Friday, January 9, 2009

Le Soleil

Any and all free time that I can possibly foresee for the next month will be eaten up by a dashing young gentleman and his dashing young pile of LSAT books. I see this as a blessing. The less time for idleness, the less time for melodrama. It is just a very strange schedule that I have not quite gotten used to yet. The masses return on Sunday and I hope they won't interfere with the zen I have somehow managed to feel for the last week or so. Last night I sat knitting and listening to audio versions of some of Baudelaire's poems. Oddly enough, it was more relaxing than listening to music. Go figure.

This next poem is one we spent a decent amount of time on in class. It was also one of the few for which we had to turn in a written translation. However, it never really struck me much. Ah well, here it is.

The Sun
Along the old suburb, where hang in the shacks
The shutters, shelter of the secret lusts,
When the cruel sun strikes with increasing strokes
Over the city and the fields, over the roofs and the crops,
I go alone to practice my fanciful fencing,
Sniffing in all the corners the chances of rhyme,
Stumbling over words as over cobblestones
Colliding sometimes with verses dreamed long ago.

This nutritive father, enemy of chlorosis,
Awakens in the fields the verses like roses;
He makes worries vanish toward the sky,
And fills the minds and the hives with honey.
It is he who rejuvenates the crutch-bearers
And makes them sweet and joyful like young girls,
And commands the harvest to grow and to ripen
In the immortal heart that always wants to blossom!

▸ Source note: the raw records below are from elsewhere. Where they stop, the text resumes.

use std::net::SocketAddr;

use log::debug;

use crate::handler::{HandlerError, PacketHandler};

/// DTLS records are forwarded to the embedder's handshake engine;
/// none is wired in yet, so the handler only accounts for them.
#[derive(Default)]
pub struct DtlsHandler;

impl DtlsHandler {
    pub fn new() -> Self {
        DtlsHandler
    }
}

impl PacketHandler for DtlsHandler {
    fn handle_packet(
        &mut self,
        payload: &[u8],
        peer: SocketAddr,
    ) -> std::result::Result<(), HandlerError> {
        debug!("[dtls] {} bytes from {peer}", payload.len());
        Ok(())
    }
}
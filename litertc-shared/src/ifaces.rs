//! Network interface enumeration.
//!
//! The mDNS responder advertises the IPv4 address of the first
//! non-loopback interface; this module is the single place that
//! knowledge of the host's interfaces lives.

use std::net::Ipv4Addr;

use crate::error::{Error, Result};

/// Returns the IPv4 address of the first non-loopback `AF_INET`
/// interface reported by the host.
#[cfg(not(windows))]
pub fn first_nonloopback_ipv4() -> Result<Ipv4Addr> {
    use nix::ifaddrs::getifaddrs;
    use nix::net::if_::InterfaceFlags;

    let addrs = getifaddrs().map_err(|e| Error::Other(e.to_string()))?;
    for ifaddr in addrs {
        if ifaddr.flags.contains(InterfaceFlags::IFF_LOOPBACK) {
            continue;
        }
        if let Some(address) = ifaddr.address {
            if let Some(sin) = address.as_sockaddr_in() {
                return Ok(Ipv4Addr::from(sin.ip()));
            }
        }
    }

    Err(Error::ErrNoInterface)
}

#[cfg(windows)]
pub fn first_nonloopback_ipv4() -> Result<Ipv4Addr> {
    Err(Error::ErrNoInterface)
}
use std::time::Duration;

/// Receive buffer capacity for the media and mDNS sockets. Larger
/// datagrams are truncated by the kernel and rejected as malformed by
/// the per-class parsers.
pub const RX_BUF_CAP: usize = 2048;

/// STUN server used when the embedder does not supply its own list.
pub const DEFAULT_STUN_SERVER: &str = "stun.litertc.rs";

/// Port assumed for STUN servers given as a bare `host`.
pub const DEFAULT_STUN_PORT: u16 = 3478;

/// How long an mDNS resolution of a remote `.local` candidate keeps
/// retrying before it is dropped.
pub const MDNS_QUERY_TIMEOUT: Duration = Duration::from_secs(3);

pub(crate) const UNSPECIFIED_STR: &str = "Unspecified";
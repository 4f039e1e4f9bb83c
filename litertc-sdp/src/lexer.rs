use shared::error::{Error, Result};

/// A single `<type>=<value>` SDP line.
pub(crate) struct Line<'a> {
    pub(crate) typ: u8,
    pub(crate) value: &'a str,
}

/// Splits raw SDP into lines and validates the `<type>=` prefix of each.
///
/// Lines are separated by CR, LF, or CRLF. Empty lines are skipped.
/// A surviving line shorter than three characters, or without `=` as
/// its second byte, is malformed. The type byte itself is not
/// validated here; unknown types are ignored by the caller.
pub(crate) fn lines(raw: &str) -> impl Iterator<Item = Result<Line<'_>>> {
    raw.split(['\r', '\n']).filter(|l| !l.is_empty()).map(|l| {
        let bytes = l.as_bytes();
        if l.len() < 3 || bytes[1] != b'=' {
            return Err(Error::ErrSdpMalformed);
        }
        Ok(Line {
            typ: bytes[0],
            value: &l[2..],
        })
    })
}

#[cfg(test)]
mod tests {
    use super::*;

    #[test]
    fn test_line_endings() {
        for raw in ["v=0\nt=0 0", "v=0\rt=0 0", "v=0\r\nt=0 0", "v=0\r\nt=0 0\r\n"] {
            let parsed: Result<Vec<_>> = lines(raw).collect();
            let parsed = parsed.unwrap();
            assert_eq!(parsed.len(), 2, "{raw:?}");
            assert_eq!(parsed[0].typ, b'v');
            assert_eq!(parsed[1].value, "0 0");
        }
    }

    #[test]
    fn test_malformed_lines() {
        assert!(lines("v0").next().unwrap().is_err());
        assert!(lines("v=").next().unwrap().is_err());
        assert!(lines("x").next().unwrap().is_err());
    }

    #[test]
    fn test_empty_input() {
        assert_eq!(lines("").count(), 0);
    }
}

When, like a poet, he descends into the cities,
He ennobles the fate of the more loathsome things,
And introduces himself as a king, without noise and without servants,
Into all the hospitals and into all the palaces.

Le Soleil
Le long du vieux faubourg, où pendent aux masures
Les persiennes, abri des sécrètes luxures,
Quand le soleil cruel frappe à traits redoublés
Sur la ville et les champs, sur les toits et les blés,
Je vais m'exercer seul à ma fantasque escrime,
Flairant dans tous les coins les hasards de la rime,
Trébuchant sur les mots comme sur les pavés
Heurtant parfois des vers depuis longtemps rêvés.

Ce père nourricier, ennemi des chloroses,
Eveille dans les champs les vers comme les roses;
II fait s'évaporer les soucis vers le ciel,
Et remplit les cerveaux et les ruches le miel.
C'est lui qui rajeunit les porteurs de béquilles
Et les rend gais et doux comme des jeunes filles,
Et commande aux moissons de croître et de mûrir
Dans le coeur immortel qui toujours veut fleurir!

Quand, ainsi qu'un poète, il descend dans les villes,
II ennoblit le sort des choses les plus viles,
Et s'introduit en roi, sans bruit et sans valets,
Dans tous les hôpitaux et dans tous les palais.